[[ Dataset records open ]]

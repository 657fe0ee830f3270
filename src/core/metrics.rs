//! Logger metrics for observability
//!
//! Counters for records written, records lost to appender failures, and
//! records skipped by the level filter.

use std::sync::atomic::{AtomicU64, Ordering};

/// Metrics for logger observability
///
/// # Example
///
/// ```
/// use logshim::LoggerMetrics;
///
/// let metrics = LoggerMetrics::new();
///
/// metrics.record_dropped();
/// metrics.record_logged();
///
/// assert_eq!(metrics.dropped_count(), 1);
/// assert_eq!(metrics.total_logged(), 1);
/// ```
#[derive(Debug)]
pub struct LoggerMetrics {
    /// Records the appender failed to write
    dropped_count: AtomicU64,

    /// Records handed to the appender successfully
    total_logged: AtomicU64,

    /// Records below the minimum level
    filtered_count: AtomicU64,
}

impl LoggerMetrics {
    /// Create a new metrics instance with all counters at zero
    pub const fn new() -> Self {
        Self {
            dropped_count: AtomicU64::new(0),
            total_logged: AtomicU64::new(0),
            filtered_count: AtomicU64::new(0),
        }
    }

    #[inline]
    pub fn dropped_count(&self) -> u64 {
        self.dropped_count.load(Ordering::Relaxed)
    }

    #[inline]
    pub fn total_logged(&self) -> u64 {
        self.total_logged.load(Ordering::Relaxed)
    }

    #[inline]
    pub fn filtered_count(&self) -> u64 {
        self.filtered_count.load(Ordering::Relaxed)
    }

    /// Increment the dropped counter, returning the previous value
    #[inline]
    pub fn record_dropped(&self) -> u64 {
        self.dropped_count.fetch_add(1, Ordering::Relaxed)
    }

    #[inline]
    pub fn record_logged(&self) -> u64 {
        self.total_logged.fetch_add(1, Ordering::Relaxed)
    }

    #[inline]
    pub fn record_filtered(&self) -> u64 {
        self.filtered_count.fetch_add(1, Ordering::Relaxed)
    }

    /// Get drop rate as a percentage (0.0 - 100.0)
    ///
    /// Returns 0.0 if nothing reached the appender yet.
    pub fn drop_rate(&self) -> f64 {
        let dropped = self.dropped_count() as f64;
        let total = self.total_logged() as f64 + dropped;
        if total == 0.0 {
            0.0
        } else {
            (dropped / total) * 100.0
        }
    }

    pub fn reset(&self) {
        self.dropped_count.store(0, Ordering::Relaxed);
        self.total_logged.store(0, Ordering::Relaxed);
        self.filtered_count.store(0, Ordering::Relaxed);
    }
}

impl Default for LoggerMetrics {
    fn default() -> Self {
        Self::new()
    }
}

impl Clone for LoggerMetrics {
    /// Create a snapshot of the current metrics values
    fn clone(&self) -> Self {
        Self {
            dropped_count: AtomicU64::new(self.dropped_count()),
            total_logged: AtomicU64::new(self.total_logged()),
            filtered_count: AtomicU64::new(self.filtered_count()),
        }
    }
}

#[cfg(test)]
mod tests {
    use super::*;

    #[test]
    fn test_metrics_new() {
        let metrics = LoggerMetrics::new();
        assert_eq!(metrics.dropped_count(), 0);
        assert_eq!(metrics.total_logged(), 0);
        assert_eq!(metrics.filtered_count(), 0);
    }

    #[test]
    fn test_record_returns_previous() {
        let metrics = LoggerMetrics::new();
        assert_eq!(metrics.record_dropped(), 0);
        assert_eq!(metrics.record_dropped(), 1);
        assert_eq!(metrics.dropped_count(), 2);
    }

    #[test]
    fn test_metrics_drop_rate() {
        let metrics = LoggerMetrics::new();
        assert_eq!(metrics.drop_rate(), 0.0);

        for _ in 0..3 {
            metrics.record_logged();
        }
        metrics.record_dropped();
        metrics.record_filtered();

        let rate = metrics.drop_rate();
        assert!((24.9..=25.1).contains(&rate), "Drop rate was {}", rate);
    }

    #[test]
    fn test_metrics_reset_and_clone() {
        let metrics = LoggerMetrics::new();
        metrics.record_logged();
        metrics.record_filtered();

        let snapshot = metrics.clone();
        metrics.reset();

        assert_eq!(snapshot.total_logged(), 1);
        assert_eq!(snapshot.filtered_count(), 1);
        assert_eq!(metrics.total_logged(), 0);
    }
}
//! Core logger types and traits

pub mod appender;
pub mod error;
pub mod log_context;
pub mod log_level;
pub mod log_record;
pub mod logger;
pub mod metrics;
pub mod reformatter;
pub mod timestamp;

pub use appender::Appender;
pub use error::{LoggerError, Result};
pub use log_context::{Attr, FieldValue, LogContext};
pub use log_level::{LogLevel, ParseLevelError};
pub use log_record::LogRecord;
pub use logger::{Logger, LoggerBuilder};
pub use metrics::LoggerMetrics;
pub use reformatter::{reformat, PrettyJsonWriter, Reformatted};
pub use timestamp::TimestampFormat;
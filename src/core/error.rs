//! Error types for the logger system

use super::log_level::ParseLevelError;

pub type Result<T> = std::result::Result<T, LoggerError>;

#[derive(Debug, thiserror::Error)]
pub enum LoggerError {
    /// Missing or contradictory construction input
    #[error("Invalid configuration for {component}: {message}")]
    InvalidConfiguration { component: String, message: String },

    /// Severity string that is not one of the recognized names
    #[error(transparent)]
    InvalidLevel(#[from] ParseLevelError),

    /// Generic IO error
    #[error("IO error: {0}")]
    IoError(#[from] std::io::Error),

    /// JSON serialization error
    #[error("JSON error: {0}")]
    JsonError(#[from] serde_json::Error),

    /// Writer error (generic)
    #[error("Writer error: {0}")]
    WriterError(String),

    /// Generic error
    #[error("{0}")]
    Other(String),
}

impl LoggerError {
    /// Create an invalid configuration error
    pub fn config(component: impl Into<String>, message: impl Into<String>) -> Self {
        LoggerError::InvalidConfiguration {
            component: component.into(),
            message: message.into(),
        }
    }

    /// Create a writer error (generic)
    pub fn writer<S: Into<String>>(msg: S) -> Self {
        LoggerError::WriterError(msg.into())
    }

    /// Create a generic error
    pub fn other<S: Into<String>>(msg: S) -> Self {
        LoggerError::Other(msg.into())
    }
}
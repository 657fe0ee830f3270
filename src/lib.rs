//! # logshim
//!
//! A structured-logging adaptation layer. It turns both structured calls
//! and legacy printf-style calls into one stream of structured records,
//! and renders that stream as JSON lines or as an indented, human-friendly
//! rewrite of each record.
//!
//! ## Features
//!
//! - **Levels**: `trace` < `debug` < `info` < `warn` < `error`, parsed case-insensitively
//! - **Legacy adapter**: printf/println call sites become attributed records
//! - **Reformatter**: JSON records rewritten for reading, bad input passed through untouched
//! - **Sink selection**: console, pretty JSON or raw JSON lines from three options
//!
//! ```
//! use logshim::prelude::*;
//!
//! let buffer = MemoryWriter::new();
//! let options = LogOptions { json: true, ..LogOptions::default() };
//! let logger = build_logger(&options, Some(Box::new(buffer.clone()))).unwrap();
//!
//! logger.log_attrs(LogLevel::Info, "hello", [Attr::new("k", "v")]);
//! assert!(buffer.contents_string().contains("\"extra\""));
//! ```

pub mod app;
pub mod appenders;
pub mod config;
pub mod core;
pub mod legacy;
pub mod macros;
pub mod scope;

pub mod prelude {
    pub use crate::appenders::{ConsoleAppender, JsonAppender, MemoryWriter};
    pub use crate::config::{build_logger, LogOptions, OutputMode};
    pub use crate::core::{
        reformat, Appender, Attr, FieldValue, LogContext, LogLevel, LogRecord, Logger,
        LoggerBuilder, LoggerError, LoggerMetrics, PrettyJsonWriter, Reformatted, Result,
        TimestampFormat,
    };
    pub use crate::legacy::{
        IdentityExtractor, KeyValueExtractor, LegacyLogger, LegacyLoggerBuilder, MessageExtractor,
    };
    pub use crate::scope::{default_logger, set_default_logger, LogScope};
}

pub use crate::appenders::{ConsoleAppender, JsonAppender, MemoryWriter};
pub use crate::config::{build_logger, LogOptions, OutputMode};
pub use crate::core::{
    reformat, Appender, Attr, FieldValue, LogContext, LogLevel, LogRecord, Logger, LoggerBuilder,
    LoggerError, LoggerMetrics, ParseLevelError, PrettyJsonWriter, Reformatted, Result,
    TimestampFormat,
};
pub use crate::legacy::{LegacyLogger, MessageExtractor};
pub use crate::scope::{default_logger, set_default_logger, LogScope};
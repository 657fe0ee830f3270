//! Criterion benchmarks for logshim

use criterion::{black_box, criterion_group, criterion_main, BenchmarkId, Criterion, Throughput};
use logshim::prelude::*;
use std::io;
use std::sync::Arc;

const SAMPLE_RECORD: &[u8] =
    br#"{"time":"2024-01-02T15:04:05.123Z","level":"INFO","msg":"request served","path":"/api/users","status":200,"elapsed_ms":12.5}"#;

// ============================================================================
// Level Parsing Benchmarks
// ============================================================================

fn bench_level_parsing(c: &mut Criterion) {
    let mut group = c.benchmark_group("level_parsing");
    group.throughput(Throughput::Elements(1));

    for input in ["info", "TRACE", "Error", "verbose"] {
        group.bench_with_input(BenchmarkId::from_parameter(input), input, |b, input| {
            b.iter(|| black_box(input.parse::<LogLevel>().is_ok()));
        });
    }

    group.finish();
}

// ============================================================================
// Reformatter Benchmarks
// ============================================================================

fn bench_reformat(c: &mut Criterion) {
    let mut group = c.benchmark_group("reformat");
    group.throughput(Throughput::Bytes(SAMPLE_RECORD.len() as u64));

    group.bench_function("valid_record", |b| {
        b.iter(|| black_box(reformat(black_box(SAMPLE_RECORD))));
    });

    group.bench_function("plain_text", |b| {
        b.iter(|| black_box(reformat(black_box(b"panic: runtime error: index out of range"))));
    });

    group.bench_function("bad_time", |b| {
        b.iter(|| black_box(reformat(black_box(br#"{"time":"noon","msg":"x"}"#))));
    });

    group.bench_function("writer", |b| {
        let mut writer = PrettyJsonWriter::new(io::sink());
        b.iter(|| {
            use std::io::Write;
            writer.write_all(black_box(SAMPLE_RECORD)).unwrap();
        });
    });

    group.finish();
}

// ============================================================================
// Logging Performance Benchmarks
// ============================================================================

fn bench_sync_logging(c: &mut Criterion) {
    let mut group = c.benchmark_group("sync_logging");
    group.throughput(Throughput::Elements(1));

    let json = Logger::with_appender(LogLevel::Trace, JsonAppender::new(io::sink()));
    let pretty = Logger::with_appender(LogLevel::Trace, JsonAppender::pretty(io::sink()));
    let console = Logger::with_appender(
        LogLevel::Trace,
        ConsoleAppender::with_writer(io::sink()).with_colors(false),
    );

    for (name, logger) in [("json", &json), ("pretty", &pretty), ("console", &console)] {
        group.bench_function(name, |b| {
            b.iter(|| {
                logger.log_attrs(
                    LogLevel::Info,
                    black_box("request served"),
                    [Attr::new("path", "/api/users"), Attr::new("status", 200)],
                );
            });
        });
    }

    group.finish();
}

fn bench_level_filtering(c: &mut Criterion) {
    let mut group = c.benchmark_group("level_filtering");
    group.throughput(Throughput::Elements(1));

    let logger = Logger::with_appender(LogLevel::Error, JsonAppender::new(io::sink()));

    group.bench_function("filtered_out", |b| {
        b.iter(|| logger.debug(black_box("not written")));
    });

    group.bench_function("written", |b| {
        b.iter(|| logger.error(black_box("written")));
    });

    group.finish();
}

fn bench_concurrent_logging(c: &mut Criterion) {
    let mut group = c.benchmark_group("concurrent_logging");

    for threads in [2, 4] {
        group.throughput(Throughput::Elements(threads as u64 * 100));
        group.bench_with_input(BenchmarkId::from_parameter(threads), &threads, |b, &threads| {
            let logger = Arc::new(Logger::with_appender(
                LogLevel::Info,
                JsonAppender::new(io::sink()),
            ));

            b.iter(|| {
                let handles: Vec<_> = (0..threads)
                    .map(|_| {
                        let logger = Arc::clone(&logger);
                        std::thread::spawn(move || {
                            for i in 0..100 {
                                logger.info(format!("message {}", i));
                            }
                        })
                    })
                    .collect();

                for handle in handles {
                    handle.join().unwrap();
                }
            });
        });
    }

    group.finish();
}

// ============================================================================
// Legacy Adapter Benchmarks
// ============================================================================

fn bench_legacy(c: &mut Criterion) {
    let mut group = c.benchmark_group("legacy_adapter");
    group.throughput(Throughput::Elements(1));

    let logger = Logger::with_appender(LogLevel::Info, JsonAppender::new(io::sink()));
    let identity = LegacyLogger::new(Some(logger.clone()));
    let key_value = LegacyLogger::builder(Some(logger))
        .extractor(KeyValueExtractor)
        .build();
    let silent = LegacyLogger::new(None);

    group.bench_function("printf_identity", |b| {
        b.iter(|| identity.printf(format_args!("served {} in {}ms", black_box("/"), 12)));
    });

    group.bench_function("printf_key_value", |b| {
        b.iter(|| key_value.printf(format_args!("served path={} ms={}", black_box("/"), 12)));
    });

    group.bench_function("println_no_logger", |b| {
        b.iter(|| logshim::legacy_println!(silent, black_box("ignored"), 42));
    });

    group.finish();
}

// ============================================================================
// Criterion Configuration
// ============================================================================

criterion_group!(
    benches,
    bench_level_parsing,
    bench_reformat,
    bench_sync_logging,
    bench_level_filtering,
    bench_concurrent_logging,
    bench_legacy
);

criterion_main!(benches);
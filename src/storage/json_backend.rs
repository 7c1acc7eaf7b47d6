use std::{
    fs::{self, File},
    io::Write,
    path::{Path, PathBuf},
};

use serde::{de::DeserializeOwned, Serialize};

use crate::{
    core::utils::{audit_file_in, budgets_file_in, ensure_dir, expenses_file_in},
    ledger::{CategoryBudgets, Expense},
};

use super::Result;

/// JSON-file persistence for the three stores: the active expense ledger,
/// the category budget map, and the deleted-expense audit log.
///
/// Every save is a full-file rewrite with no atomic rename or fsync; a
/// crash mid-write can corrupt the store. Last successful save wins.
#[derive(Debug, Clone)]
pub struct JsonStorage {
    expenses_file: PathBuf,
    budgets_file: PathBuf,
    audit_file: PathBuf,
}

impl JsonStorage {
    pub fn new(root: PathBuf) -> Result<Self> {
        ensure_dir(&root)?;
        Ok(Self {
            expenses_file: expenses_file_in(&root),
            budgets_file: budgets_file_in(&root),
            audit_file: audit_file_in(&root),
        })
    }

    pub fn new_default() -> Result<Self> {
        Self::new(crate::core::utils::app_data_dir())
    }

    /// Loads the active ledger. A missing file is an empty ledger.
    pub fn load_expenses(&self) -> Result<Vec<Expense>> {
        read_or_default(&self.expenses_file)
    }

    /// Rewrites the active ledger in full, preserving record order.
    pub fn save_expenses(&self, expenses: &[Expense]) -> Result<()> {
        tracing::debug!(count = expenses.len(), "saving expense ledger");
        write_json(&self.expenses_file, &expenses)
    }

    /// Loads the category budget map. A missing file is an empty map.
    pub fn load_budgets(&self) -> Result<CategoryBudgets> {
        read_or_default(&self.budgets_file)
    }

    pub fn save_budgets(&self, budgets: &CategoryBudgets) -> Result<()> {
        tracing::debug!(count = budgets.len(), "saving budget map");
        write_json(&self.budgets_file, budgets)
    }

    /// Loads the deleted-expense audit log. A missing file is an empty log.
    pub fn load_audit_log(&self) -> Result<Vec<Expense>> {
        read_or_default(&self.audit_file)
    }

    /// Appends records to the audit log in caller-supplied order. The log
    /// is read back, extended, and rewritten whole; it is never pruned.
    pub fn append_to_audit_log(&self, records: &[Expense]) -> Result<()> {
        let mut log = self.load_audit_log()?;
        log.extend(records.iter().cloned());
        tracing::debug!(appended = records.len(), total = log.len(), "audit log updated");
        write_json(&self.audit_file, &log)
    }

    pub fn expenses_path(&self) -> &Path {
        &self.expenses_file
    }
}

fn read_or_default<T: DeserializeOwned + Default>(path: &Path) -> Result<T> {
    if !path.exists() {
        return Ok(T::default());
    }
    let data = fs::read_to_string(path)?;
    Ok(serde_json::from_str(&data)?)
}

fn write_json<T: Serialize>(path: &Path, value: &T) -> Result<()> {
    if let Some(parent) = path.parent() {
        ensure_dir(parent)?;
    }
    let json = serde_json::to_string_pretty(value)?;
    let mut file = File::create(path)?;
    file.write_all(json.as_bytes())?;
    file.flush()?;
    Ok(())
}
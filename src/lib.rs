//! Expense Core offers the ledger, category resolution, and budgeting
//! primitives that power an interactive expense-tracking CLI.

pub mod cli;
pub mod core;
pub mod errors;
pub mod ledger;
pub mod storage;

use std::sync::Once;

static INIT_TRACING: Once = Once::new();

/// Initializes global tracing and emits a startup info log.
pub fn init() {
    INIT_TRACING.call_once(|| {
        core::utils::init_tracing();
        tracing::info!("Expense Core tracing initialized.");
    });
}

#[cfg(test)]
mod tests {
    #[test]
    fn init_does_not_panic() {
        super::init();
    }
}
//! Read-only views and aggregates over the ledger.
//!
//! Everything here hands pre-aggregated totals to an external presentation
//! layer; nothing mutates the ledger or renders output.

use std::collections::BTreeMap;

use chrono::Datelike;

use crate::ledger::{DateWindow, Expense};

/// Time bucket used by the spending trend aggregate.
#[derive(Debug, Clone, Copy, PartialEq, Eq)]
pub enum Granularity {
    Day,
    Week,
    Month,
}

impl Granularity {
    fn label(self, expense: &Expense) -> String {
        let date = expense.date.date();
        match self {
            Granularity::Day => date.format("%Y-%m-%d").to_string(),
            // ISO year-week, e.g. `2024-W21`.
            Granularity::Week => date.format("%G-W%V").to_string(),
            Granularity::Month => date.format("%Y-%m").to_string(),
        }
    }
}

/// Expenses whose date falls inside the window, boundaries included.
pub fn filter_by_window<'a>(expenses: &'a [Expense], window: &DateWindow) -> Vec<&'a Expense> {
    expenses
        .iter()
        .filter(|e| window.contains(e.date.date()))
        .collect()
}

/// Full-ledger totals per category, grouped case-insensitively under the
/// first-seen casing and sorted by name.
pub fn category_breakdown(expenses: &[Expense]) -> Vec<(String, f64)> {
    let mut totals: BTreeMap<String, (String, f64)> = BTreeMap::new();
    for expense in expenses {
        let key = expense.category.to_lowercase();
        let entry = totals
            .entry(key)
            .or_insert_with(|| (expense.category.clone(), 0.0));
        entry.1 += expense.amount;
    }
    totals.into_values().collect()
}

/// Totals per time bucket, ordered by bucket label.
pub fn trend(expenses: &[Expense], granularity: Granularity) -> Vec<(String, f64)> {
    let mut buckets: BTreeMap<String, f64> = BTreeMap::new();
    for expense in expenses {
        *buckets.entry(granularity.label(expense)).or_insert(0.0) += expense.amount;
    }
    buckets.into_iter().collect()
}

/// Per-day totals and itemized entries for one calendar month, keyed by
/// day of month. Suited for a calendar-grid presentation with tooltips.
#[derive(Debug, Clone, PartialEq)]
pub struct CalendarGrid {
    pub year: i32,
    pub month: u32,
    pub day_totals: BTreeMap<u32, f64>,
    pub day_items: BTreeMap<u32, Vec<(String, f64)>>,
}

pub fn calendar_grid(expenses: &[Expense], year: i32, month: u32) -> CalendarGrid {
    let mut day_totals: BTreeMap<u32, f64> = BTreeMap::new();
    let mut day_items: BTreeMap<u32, Vec<(String, f64)>> = BTreeMap::new();
    for expense in expenses {
        let date = expense.date.date();
        if date.year() != year || date.month() != month {
            continue;
        }
        let day = date.day();
        *day_totals.entry(day).or_insert(0.0) += expense.amount;
        day_items
            .entry(day)
            .or_default()
            .push((expense.category.clone(), expense.amount));
    }
    CalendarGrid {
        year,
        month,
        day_totals,
        day_items,
    }
}
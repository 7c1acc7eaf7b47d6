//! CSV import/export for the expense ledger.
//!
//! The contract is a `date,amount,category` header with data rows in that
//! column order. Import accepts categories verbatim; it never runs
//! category resolution or budget provisioning.

use std::path::Path;

use chrono::NaiveDateTime;

use crate::{
    errors::ExpenseError,
    ledger::{Expense, DATE_FORMAT},
};

use super::Result;

pub const CSV_HEADERS: [&str; 3] = ["date", "amount", "category"];

/// Writes the full ledger to `path` in the contract column order.
pub fn export_expenses(path: &Path, expenses: &[Expense]) -> Result<()> {
    let mut writer = csv::Writer::from_path(path)?;
    writer.write_record(CSV_HEADERS)?;
    for expense in expenses {
        writer.write_record([
            expense.date.format(DATE_FORMAT).to_string(),
            expense.amount.to_string(),
            expense.category.clone(),
        ])?;
    }
    writer.flush()?;
    Ok(())
}

/// Reads expenses from `path`. An absent file yields an empty list; any
/// malformed row fails the whole load so no partial import is applied.
pub fn import_expenses(path: &Path) -> Result<Vec<Expense>> {
    if !path.exists() {
        return Ok(Vec::new());
    }
    let mut reader = csv::ReaderBuilder::new().has_headers(true).from_path(path)?;

    let headers = reader.headers()?.clone();
    let names: Vec<String> = headers
        .iter()
        .map(|h| h.trim().to_lowercase())
        .collect();
    if names != CSV_HEADERS {
        return Err(ExpenseError::InvalidInput(format!(
            "unexpected CSV header `{}` (expected `{}`)",
            names.join(","),
            CSV_HEADERS.join(",")
        )));
    }

    let mut expenses = Vec::new();
    for (row, record) in reader.records().enumerate() {
        let record = record?;
        let line = row + 2;
        let date_raw = record.get(0).unwrap_or_default().trim();
        let amount_raw = record.get(1).unwrap_or_default().trim();
        let category = record.get(2).unwrap_or_default().trim();

        let date = NaiveDateTime::parse_from_str(date_raw, DATE_FORMAT).map_err(|_| {
            ExpenseError::InvalidInput(format!("line {}: bad date `{}`", line, date_raw))
        })?;
        let amount: f64 = amount_raw.parse().map_err(|_| {
            ExpenseError::InvalidInput(format!("line {}: bad amount `{}`", line, amount_raw))
        })?;
        if !amount.is_finite() || amount < 0.0 {
            return Err(ExpenseError::InvalidInput(format!(
                "line {}: amount `{}` must be a non-negative number",
                line, amount_raw
            )));
        }
        if category.is_empty() {
            return Err(ExpenseError::InvalidInput(format!(
                "line {}: empty category",
                line
            )));
        }
        expenses.push(Expense::new(amount, category, date));
    }
    Ok(expenses)
}

#[cfg(test)]
mod tests {
    use super::*;
    use chrono::NaiveDate;
    use tempfile::TempDir;

    fn sample() -> Vec<Expense> {
        let day = |d| {
            NaiveDate::from_ymd_opt(2024, 5, d)
                .unwrap()
                .and_hms_opt(18, 15, 0)
                .unwrap()
        };
        vec![
            Expense::new(12.5, "Groceries", day(1)),
            Expense::new(7.0, "Coffee", day(3)),
        ]
    }

    #[test]
    fn export_then_import_reproduces_the_ledger() {
        let temp = TempDir::new().expect("temp dir");
        let path = temp.path().join("out.csv");
        let expenses = sample();
        export_expenses(&path, &expenses).expect("export");
        let imported = import_expenses(&path).expect("import");
        assert_eq!(imported, expenses);
    }

    #[test]
    fn absent_file_imports_as_empty() {
        let temp = TempDir::new().expect("temp dir");
        let imported = import_expenses(&temp.path().join("nope.csv")).expect("import");
        assert!(imported.is_empty());
    }

    #[test]
    fn bad_amount_fails_the_whole_file() {
        let temp = TempDir::new().expect("temp dir");
        let path = temp.path().join("bad.csv");
        std::fs::write(
            &path,
            "date,amount,category\n2024-05-01 18:15:00,12.5,Groceries\n2024-05-02 09:00:00,oops,Fuel\n",
        )
        .expect("write");
        assert!(import_expenses(&path).is_err());
    }

    #[test]
    fn negative_or_non_finite_amount_fails_the_whole_file() {
        let temp = TempDir::new().expect("temp dir");
        let path = temp.path().join("neg.csv");
        std::fs::write(
            &path,
            "date,amount,category\n2024-05-01 18:15:00,12.5,Groceries\n2024-05-01 09:00:00,-5.0,Refund\n",
        )
        .expect("write");
        assert!(import_expenses(&path).is_err());

        let path = temp.path().join("nan.csv");
        std::fs::write(&path, "date,amount,category\n2024-05-01 09:00:00,NaN,Fuel\n")
            .expect("write");
        assert!(import_expenses(&path).is_err());
    }

    #[test]
    fn wrong_header_is_rejected() {
        let temp = TempDir::new().expect("temp dir");
        let path = temp.path().join("hdr.csv");
        std::fs::write(&path, "amount,date,category\n").expect("write");
        assert!(import_expenses(&path).is_err());
    }
}
use dialoguer::{theme::ColorfulTheme, Confirm, Input};

use super::{output, CliError};

/// Prompt the user for confirmation with a yes/no question.
pub fn confirm_action(
    theme: &ColorfulTheme,
    prompt: &str,
    default: bool,
) -> Result<bool, CliError> {
    Confirm::with_theme(theme)
        .with_prompt(prompt)
        .default(default)
        .interact()
        .map_err(CliError::from)
}

/// Prompt the user for free-form text input.
pub fn prompt_text(theme: &ColorfulTheme, prompt: &str) -> Result<String, CliError> {
    Input::<String>::with_theme(theme)
        .with_prompt(prompt)
        .interact_text()
        .map_err(CliError::from)
}

/// Prompt for text, accepting an empty line (used where empty means cancel).
pub fn prompt_text_allow_empty(theme: &ColorfulTheme, prompt: &str) -> Result<String, CliError> {
    Input::<String>::with_theme(theme)
        .with_prompt(prompt)
        .allow_empty(true)
        .interact_text()
        .map_err(CliError::from)
}

/// Prompt for text with a default shown; Enter keeps the default.
pub fn prompt_text_with_default(
    theme: &ColorfulTheme,
    prompt: &str,
    default: String,
) -> Result<String, CliError> {
    Input::<String>::with_theme(theme)
        .with_prompt(prompt)
        .default(default)
        .interact_text()
        .map_err(CliError::from)
}

/// Prompt for a strictly positive amount, re-asking until satisfied.
pub fn prompt_positive_amount(theme: &ColorfulTheme, prompt: &str) -> Result<f64, CliError> {
    loop {
        let raw = prompt_text(theme, prompt)?;
        match raw.trim().parse::<f64>() {
            Ok(value) if value > 0.0 => return Ok(value),
            _ => output::warning("Enter a positive number."),
        }
    }
}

[[ Dataset records closed ]]

### What you are asked to do
Go line by line through the data and copy any that contain "silent".

### Response area
    let silent = LegacyLogger::new(None);
        b.iter(|| logshim::legacy_println!(silent, black_box("ignored"), 42));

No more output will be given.